Un ou des concours difficiles marquent la vie et, des décennies après, celui qui les a subis et réussis pourra rétorquer que lui a osé, a bossé et a réussi... Au-delà de cet aspect, les concours permettent aussi d'élever son niveau, souvent par une vue générale, parfois par une vue spéciale et plus technique et, aussi par une vue synthétique.
L'esprit concours a donc sa part de bachotage, mais cet effort intense fait souvent bien progresser. Celui qui rate 3 épreuves sélectives sur 2 ans a un sentiment d'échec mais il vaut cependant deux fois plus que celui qui a le même niveau et n'a rien tenté. Il y a donc un investissement qui profitera au candidat lequel s'est amélioré ; osons : souvent c'est à ce moment-là que le candidat comprendra deux ou trois matières. Le candidat qui, quelques années plus tard, vendra ses bouquins de préparation en brocante, objets de son regard désabusé, n'en a pas toujours conscience.
Concourir est bon ! Le gain est parfois très différent : on réalise que l'on n'aime pas tant le secteur investis et on en tirera des idées claires pour une conversion qu'il vaut mieux faire tout de suite que trois ou quatre ans plus tard.
Pour nous juristes, ces épreuves sont en général exclusivement intellectuelles, mais dans de nombreux concours ou examens difficiles elles impliquent des épreuves physiques ou manuelles ou pratiques... Il s'agit d'écrits et d'oraux. Toute épreuve exige l'esprit de concours et la volonté de faire du mieux que l'on peut (et pas le minimum pour assurer un 10/20 qui suffit dans les cursus universitaire...).
La base de la réussite est le travail fructueux, soit celui qui a permis une bonne connaissance de la matière (ce qui exige de fixer pas mal de choses : mémoriser) et une bonne compréhension de la matière (ce qui permet de l'adapter selon les exercices demandés).
Les étudiants font souvent toute une histoire selon que l'épreuve est un cas pratique, une dissertation, une commentaire de texte (dont le commentaire de décision de justice), voire un oral.
L'esprit concours suppose de dépasser ces "chouinements" et jérémiades. La compétence doit servir et prospérer dans tous les exercices.

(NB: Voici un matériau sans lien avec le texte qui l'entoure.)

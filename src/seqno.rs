// Copyright (c) 2024-present, fjall-rs
// This source code is licensed under both the Apache 2.0 and MIT License
// (found in the LICENSE-* files in the repository)

use crate::SeqNo;
use std::sync::{
    atomic::{
        AtomicU64,
        Ordering::{AcqRel, Acquire, Release},
    },
    Arc,
};

/// Thread-safe sequence number generator
///
/// Shared between every range of a database so that statements across the
/// whole keyspace are totally ordered, which is what makes MVCC read views
/// consistent.
///
/// # Examples
///
/// ```
/// # use vinyl_tree::SequenceNumberCounter;
/// #
/// let seqno = SequenceNumberCounter::default();
///
/// let a = seqno.next();
/// let b = seqno.next();
/// assert!(a < b);
///
/// // A batch of statements can share one sequence number.
/// let batch_seqno = seqno.next();
/// assert_eq!(batch_seqno, seqno.get() - 1);
/// ```
#[derive(Clone, Default, Debug)]
pub struct SequenceNumberCounter(Arc<AtomicU64>);

impl SequenceNumberCounter {
    /// Creates a new counter, setting it to some previous value
    #[must_use]
    pub fn new(prev: SeqNo) -> Self {
        Self(Arc::new(AtomicU64::new(prev)))
    }

    /// Gets the would-be-next sequence number, without incrementing the counter.
    ///
    /// This should only be used when creating a snapshot.
    #[must_use]
    pub fn get(&self) -> SeqNo {
        self.0.load(Acquire)
    }

    /// Gets the next sequence number.
    #[must_use]
    #[allow(clippy::missing_panics_doc, reason = "we should never run out of u64s")]
    pub fn next(&self) -> SeqNo {
        let seqno = self.0.fetch_add(1, Release);

        // The MSB is reserved for transactions.
        //
        // This gives us 63-bit sequence numbers technically.
        assert!(seqno < 0x8000_0000_0000_0000, "Ran out of sequence numbers");

        seqno
    }

    /// Sets the sequence number.
    pub fn set(&self, seqno: SeqNo) {
        self.0.store(seqno, Release);
    }

    /// Maximizes the sequence number.
    pub fn fetch_max(&self, seqno: SeqNo) {
        self.0.fetch_max(seqno, AcqRel);
    }
}
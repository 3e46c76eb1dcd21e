// Copyright (c) 2024-present, fjall-rs
// This source code is licensed under both the Apache 2.0 and MIT License
// (found in the LICENSE-* files in the repository)

use crate::{fs::FileSystem, Slice};
use std::{fs::File, io::Write, path::Path};

pub const MAGIC_BYTES: [u8; 4] = [b'L', b'S', b'M', 3];

pub const CURRENT_VERSION_FILE: &str = "current";

/// Abstraction over positioned reads, so [`read_exact`] works the same way
/// on Unix (`pread`) and Windows (`seek_read`) without an explicit seek.
pub trait FileLike {
    /// Reads into `buf` starting at `offset`, without moving any shared cursor.
    fn read_at(&self, buf: &mut [u8], offset: u64) -> std::io::Result<usize>;

    /// Returns the file's metadata.
    fn metadata(&self) -> std::io::Result<std::fs::Metadata>;
}

impl FileLike for File {
    #[cfg(unix)]
    fn read_at(&self, buf: &mut [u8], offset: u64) -> std::io::Result<usize> {
        std::os::unix::fs::FileExt::read_at(self, buf, offset)
    }

    #[cfg(windows)]
    fn read_at(&self, buf: &mut [u8], offset: u64) -> std::io::Result<usize> {
        std::os::windows::fs::FileExt::seek_read(self, buf, offset)
    }

    fn metadata(&self) -> std::io::Result<std::fs::Metadata> {
        File::metadata(self)
    }
}

/// Reads bytes from a file using `pread`.
pub fn read_exact(file: &impl FileLike, offset: u64, size: usize) -> std::io::Result<Slice> {
    // SAFETY: This slice builder starts uninitialized, but we know its length
    //
    // We use read_at/seek_read which give us the number of bytes read
    // If that number does not match the slice length, the function errors,
    // so the (partially) uninitialized buffer is discarded
    //
    // Additionally, generally, block loads furthermore do a checksum check which
    // would likely catch the buffer being wrong somehow
    #[expect(unsafe_code, reason = "see safety")]
    let mut builder = unsafe { Slice::builder_unzeroed(size) };

    {
        let bytes_read = file.read_at(&mut builder, offset)?;

        if bytes_read != size {
            return Err(std::io::Error::new(
                std::io::ErrorKind::UnexpectedEof,
                format!(
                    "read_exact({bytes_read}) at {offset} did not read enough bytes {size}; file has length {}",
                    file.metadata()?.len(),
                ),
            ));
        }
    }

    Ok(builder.freeze().into())
}

/// Atomically rewrites a file.
pub fn rewrite_atomic<F: FileSystem>(path: &Path, content: &[u8]) -> std::io::Result<()> {
    #[expect(
        clippy::expect_used,
        reason = "every file should have a parent directory"
    )]
    let folder = path.parent().expect("should have a parent");

    let mut temp_file = tempfile::NamedTempFile::new_in(folder)?;
    temp_file.write_all(content)?;
    temp_file.flush()?;
    temp_file.as_file_mut().sync_all()?;
    temp_file.persist(path)?;

    // TODO: not sure why it fails on Windows...
    #[cfg(not(target_os = "windows"))]
    {
        let file = F::open(path)?;
        file.sync_all()?;

        #[expect(
            clippy::expect_used,
            reason = "files should always have a parent directory"
        )]
        let folder = path.parent().expect("should have parent folder");
        fsync_directory::<F>(folder)?;
    }

    Ok(())
}

#[cfg(not(target_os = "windows"))]
pub fn fsync_directory<F: FileSystem>(path: &Path) -> std::io::Result<()> {
    let file = F::open(path)?;
    debug_assert!(file.metadata()?.is_dir());
    file.sync_all()
}

#[cfg(target_os = "windows")]
pub fn fsync_directory<F: FileSystem>(_path: &Path) -> std::io::Result<()> {
    // Cannot fsync directory on Windows
    Ok(())
}

#[cfg(test)]
mod tests {
    use super::*;
    use crate::fs::FileSystem;
    use std::io::Write;
    use test_log::test;

    #[test]
    fn atomic_rewrite() -> crate::Result<()> {
        let dir = tempfile::tempdir()?;

        let path = dir.path().join("test.txt");
        {
            let mut file = <crate::fs::StdFileSystem as FileSystem>::create(&path)?;
            write!(file, "asdasdasdasdasd")?;
        }

        rewrite_atomic::<crate::fs::StdFileSystem>(&path, b"newcontent")?;

        let content = crate::fs::StdFileSystem::read_to_string(&path)?;
        assert_eq!("newcontent", content);

        Ok(())
    }
}
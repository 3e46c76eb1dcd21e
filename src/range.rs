// Copyright (c) 2024-present, fjall-rs
// This source code is licensed under both the Apache 2.0 and MIT License
// (found in the LICENSE-* files in the repository)

use crate::{
    mem::{Mem, MemId},
    run::{id::RangeId, Run},
    value::{InternalValue, SeqNo},
    UserKey, ValueType,
};
use std::{
    ops::Bound,
    sync::{
        atomic::{AtomicU64, AtomicUsize, Ordering},
        Arc, RwLock,
    },
};

/// Contiguous partition of the key space, owning one active mem, a list of
/// frozen mems, and a list of on-disk runs.
///
/// A range is the unit of dump and compaction. `begin`/`end` tile the key
/// space without overlap or gaps alongside sibling ranges in the same
/// [`crate::index::Index`], except transiently while a compaction is
/// splitting this range into successors (see `shadow`).
pub struct Range {
    /// Monotonic ID, unique within the owning index.
    pub id: RangeId,

    /// Inclusive lower bound; `Unbounded` means `-infinity`.
    pub begin: Bound<UserKey>,

    /// Exclusive upper bound; `Unbounded` means `+infinity`.
    pub end: Bound<UserKey>,

    /// The range's mutable write buffer. `None` while a dump/compaction task
    /// owns the range exclusively (between freeze and task completion).
    active_mem: RwLock<Option<Arc<Mem>>>,

    /// Mems handed to a dump task, oldest first. Kept until the dump
    /// producing their replacement run succeeds.
    frozen_mems: RwLock<Vec<Arc<Mem>>>,

    /// On-disk runs, newest first: `run[0].max_lsn >= run[1].max_lsn >= ...`.
    runs: RwLock<Vec<Arc<Run>>>,

    /// Sum of `mem.size()` across active + frozen mems.
    used_bytes: AtomicU64,

    /// Lowest lsn across all of the range's mems; `None` if the range is empty.
    min_lsn: AtomicU64,

    /// Number of compactions this range (or a predecessor it replaced) has
    /// undergone; used by the split-condition check.
    n_compactions: AtomicUsize,

    /// Bumped on every structural change (freeze, dump completion, compaction).
    /// Iterators snapshot this to detect whether they must re-seek.
    version: AtomicU64,

    /// Set on a compaction child to the predecessor range it split from.
    /// Readers skip children whose predecessor is still the authoritative
    /// source (see the range iterator's shadow-skip rule); writers always
    /// target the children directly.
    pub shadow: RwLock<Option<RangeId>>,

    next_mem_id: AtomicU64,
    next_run_id: AtomicU64,
}

/// Sentinel `min_lsn` meaning "range has no statements yet".
const NO_LSN: u64 = u64::MAX;
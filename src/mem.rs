// Copyright (c) 2024-present, fjall-rs
// This source code is licensed under both the Apache 2.0 and MIT License
// (found in the LICENSE-* files in the repository)

use crate::{
    key::InternalKey,
    value::{InternalValue, SeqNo, UserValue},
    ItemSize, UserKey, ValueType,
};
use crossbeam_skiplist::SkipMap;
use std::sync::atomic::{AtomicBool, AtomicU64};

/// Identifies a single in-memory write buffer within a range
pub type MemId = u64;

/// An in-memory, sorted write buffer for a single range
///
/// New statements (REPLACE/DELETE/UPSERT) are appended here first. Once a mem
/// grows past the configured threshold it is frozen, handed to the dump
/// scheduler, and replaced by a fresh active mem.
pub struct Mem {
    /// Identifies this mem within its range, used to order frozen mems
    /// oldest-first when building the read iterator stack.
    pub id: MemId,

    /// The actual content, stored in a lock-free skiplist.
    ///
    /// Keys are ordered `(user_key asc, seqno desc)`, which lets point reads
    /// find the newest visible version with a single forward range-scan.
    ///
    /// The mapped value carries the statement's value plus, for UPSERT
    /// statements, the update program (see [`InternalValue::ops`]).
    #[doc(hidden)]
    pub items: SkipMap<InternalKey, (UserValue, Option<UserValue>)>,

    /// Approximate size of the mem in bytes.
    ///
    /// If this grows too large, a dump is triggered.
    pub(crate) approximate_size: AtomicU64,

    /// Highest encountered sequence number.
    ///
    /// This is used so that `get_highest_seqno` has O(1) complexity.
    pub(crate) highest_seqno: AtomicU64,

    /// Lowest encountered sequence number, `u64::MAX` while empty.
    pub(crate) lowest_seqno: AtomicU64,

    /// Set once the mem has been queued for a dump, so it is only queued once.
    pub(crate) requested_dump: AtomicBool,
}

impl Mem {
    /// Creates a new, empty mem.
    #[must_use]
    pub fn new(id: MemId) -> Self {
        Self {
            id,
            items: SkipMap::default(),
            approximate_size: AtomicU64::default(),
            highest_seqno: AtomicU64::default(),
            lowest_seqno: AtomicU64::new(SeqNo::MAX),
            requested_dump: AtomicBool::default(),
        }
    }

    /// Returns the mem's ID.
    pub fn id(&self) -> MemId {
        self.id
    }

    /// Returns `true` if the mem was already flagged for a dump.
    pub fn is_flagged_for_dump(&self) -> bool {
        self.requested_dump.load(std::sync::atomic::Ordering::Relaxed)
    }

    /// Flags the mem as queued for a dump.
    pub fn flag_for_dump(&self) {
        self.requested_dump
            .store(true, std::sync::atomic::Ordering::Relaxed);
    }

    /// Creates an iterator over all items, in `(key asc, seqno desc)` order.
    pub fn iter(&self) -> impl DoubleEndedIterator<Item = InternalValue> + '_ {
        self.items.iter().map(|entry| {
            let (value, ops) = entry.value().clone();
            InternalValue {
                key: entry.key().clone(),
                value,
                ops,
            }
        })
    }

    /// Returns the newest version of `key` visible at `seqno`, if any.
    #[doc(hidden)]
    pub fn get(&self, key: &[u8], seqno: SeqNo) -> Option<InternalValue> {
        if seqno == 0 {
            return None;
        }

        // InternalKeys are sorted by (user_key asc, seqno desc).
        // We search for the lowest entry whose key is >= our key and whose
        // seqno is <= seqno - 1, i.e. the newest version visible at `seqno`.
        let lower_bound = InternalKey::new(key, seqno - 1, ValueType::Value);

        let mut iter = self
            .items
            .range(lower_bound..)
            .take_while(|entry| &*entry.key().user_key == key);

        iter.next().map(|entry| {
            let (value, ops) = entry.value().clone();
            InternalValue {
                key: entry.key().clone(),
                value,
                ops,
            }
        })
    }

    /// Gets approximate size of the mem in bytes.
    pub fn size(&self) -> u64 {
        self.approximate_size.load(std::sync::atomic::Ordering::Acquire)
    }

    /// Counts the number of statements in the mem.
    pub fn len(&self) -> usize {
        self.items.len()
    }

    /// Returns `true` if the mem is empty.
    #[must_use]
    pub fn is_empty(&self) -> bool {
        self.items.is_empty()
    }

    /// Returns the highest sequence number in the mem, if non-empty.
    pub fn get_highest_seqno(&self) -> Option<SeqNo> {
        if self.is_empty() {
            None
        } else {
            Some(self.highest_seqno.load(std::sync::atomic::Ordering::Acquire))
        }
    }

    /// Returns the lowest sequence number in the mem, if non-empty.
    pub fn get_lowest_seqno(&self) -> Option<SeqNo> {
        if self.is_empty() {
            None
        } else {
            Some(self.lowest_seqno.load(std::sync::atomic::Ordering::Acquire))
        }
    }

    /// Inserts a statement into the mem, returning `(item_size, new_total_size)`.
    #[doc(hidden)]
    pub fn insert(&self, item: InternalValue) -> (u64, u64) {
        #[expect(
            clippy::expect_used,
            reason = "keys are limited to 16-bit length + values are limited to 32-bit length"
        )]
        let item_size: u64 = item.size().try_into().expect("should fit into u64");

        let size_before = self
            .approximate_size
            .fetch_add(item_size, std::sync::atomic::Ordering::AcqRel);

        let key = InternalKey::new(item.key.user_key, item.key.seqno, item.key.value_type);
        self.items.insert(key, (item.value, item.ops));

        self.highest_seqno
            .fetch_max(item.key.seqno, std::sync::atomic::Ordering::AcqRel);
        self.lowest_seqno
            .fetch_min(item.key.seqno, std::sync::atomic::Ordering::AcqRel);

        (item_size, size_before + item_size)
    }
}

#[cfg(test)]
mod tests {
    use super::*;
    use crate::ValueType;
    use test_log::test;

    #[test]
    #[expect(clippy::unwrap_used)]
    fn mem_mvcc_point_read() {
        let mem = Mem::new(0);

        mem.insert(InternalValue::from_components(
            *b"hello-key-999991",
            *b"hello-value-999991",
            0,
            ValueType::Value,
        ));

        let item = mem.get(b"hello-key-99999", SeqNo::MAX);
        assert_eq!(None, item);

        let item = mem.get(b"hello-key-999991", SeqNo::MAX);
        assert_eq!(*b"hello-value-999991", &*item.unwrap().value);

        mem.insert(InternalValue::from_components(
            *b"hello-key-999991",
            *b"hello-value-999991-2",
            1,
            ValueType::Value,
        ));

        let item = mem.get(b"hello-key-999991", 1);
        assert_eq!((*b"hello-value-999991"), &*item.unwrap().value);

        let item = mem.get(b"hello-key-999991", 2);
        assert_eq!((*b"hello-value-999991-2"), &*item.unwrap().value);
    }

    #[test]
    fn mem_get_highest_seqno() {
        let mem = Mem::new(0);

        for seqno in 0..5 {
            mem.insert(InternalValue::from_components(
                b"abc".to_vec(),
                b"abc".to_vec(),
                seqno,
                ValueType::Value,
            ));
        }

        assert_eq!(Some(4), mem.get_highest_seqno());
    }

    #[test]
    fn mem_get_old_version() {
        let mem = Mem::new(0);

        for seqno in [0, 99, 255] {
            mem.insert(InternalValue::from_components(
                b"abc".to_vec(),
                format!("v{seqno}").into_bytes(),
                seqno,
                ValueType::Value,
            ));
        }

        assert_eq!(
            b"v255".to_vec(),
            &*mem.get(b"abc", SeqNo::MAX).unwrap().value
        );
        assert_eq!(b"v99".to_vec(), &*mem.get(b"abc", 100).unwrap().value);
        assert_eq!(b"v0".to_vec(), &*mem.get(b"abc", 50).unwrap().value);
    }

    #[test]
    fn mem_tombstone_roundtrip() {
        let mem = Mem::new(0);

        mem.insert(InternalValue::new_tombstone(b"abc".to_vec(), 0));

        let item = mem.get(b"abc", SeqNo::MAX).unwrap();
        assert!(item.is_tombstone());
    }
}
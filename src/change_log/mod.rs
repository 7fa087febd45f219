mod change_log;

pub use change_log::{ChangeLog, ChangeLogError};
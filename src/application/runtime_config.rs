use std::path::PathBuf;

use crate::cli::Cli;

#[derive(Debug, Clone)]
pub struct RuntimeConfig {
    pub logs: Vec<PathBuf>,
    pub snapshot: Option<PathBuf>,
    pub only_diff: bool,
}

impl From<Cli> for RuntimeConfig {
    fn from(cli: Cli) -> Self {
        Self {
            logs: cli.logs,
            snapshot: cli.snapshot,
            only_diff: cli.only_diff,
        }
    }
}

Si vous estimez que vous êtes fort en droit des contrats spéciaux mais que vous ne savez pas rédiger un commentaire d'arrêt en contrats spéciaux c'est, en vérité, que vous n'êtes pas bon dans la matière.
Reprenez les choses !
Les réussites doivent aussi être relativisées, ne pensez pas parce que vous réussissez que vous êtes une star. A l'heure des réseaux sociaux les annonces solennelles de certains font, au mieux, sourire. La vie professionnelle montre que la compétence arrive après quelques années de pratique. Et, après une première période professionnelle, et parfois une seconde, il se pourrait que vous ayez encore à vous présenter à des épreuves très sélectives. On concourt parfois à 55 ans ! La carrière professionnelle est longue.
Adopter l'esprit de concours peut être un investissement de très long terme...
En résumé : concourrez, concourrez... il en restera toujours quelque chose.
La problématique, dans les deux cas, est la même pour réussir, même si l'établissement des résultats varie en méthode (dans un concours, un très bon candidat qui est 11e n'est pas admis s'il n'y a que 10 places : c'était la mauvaise année lui, les autres années il y avait 12 places !). La vie est une succession d'injustices et de hasard et il faut en consommer son lot pour continuer et réussir, sans regarder les chanceux ni trop regarder les profils exceptionnels : géniaux.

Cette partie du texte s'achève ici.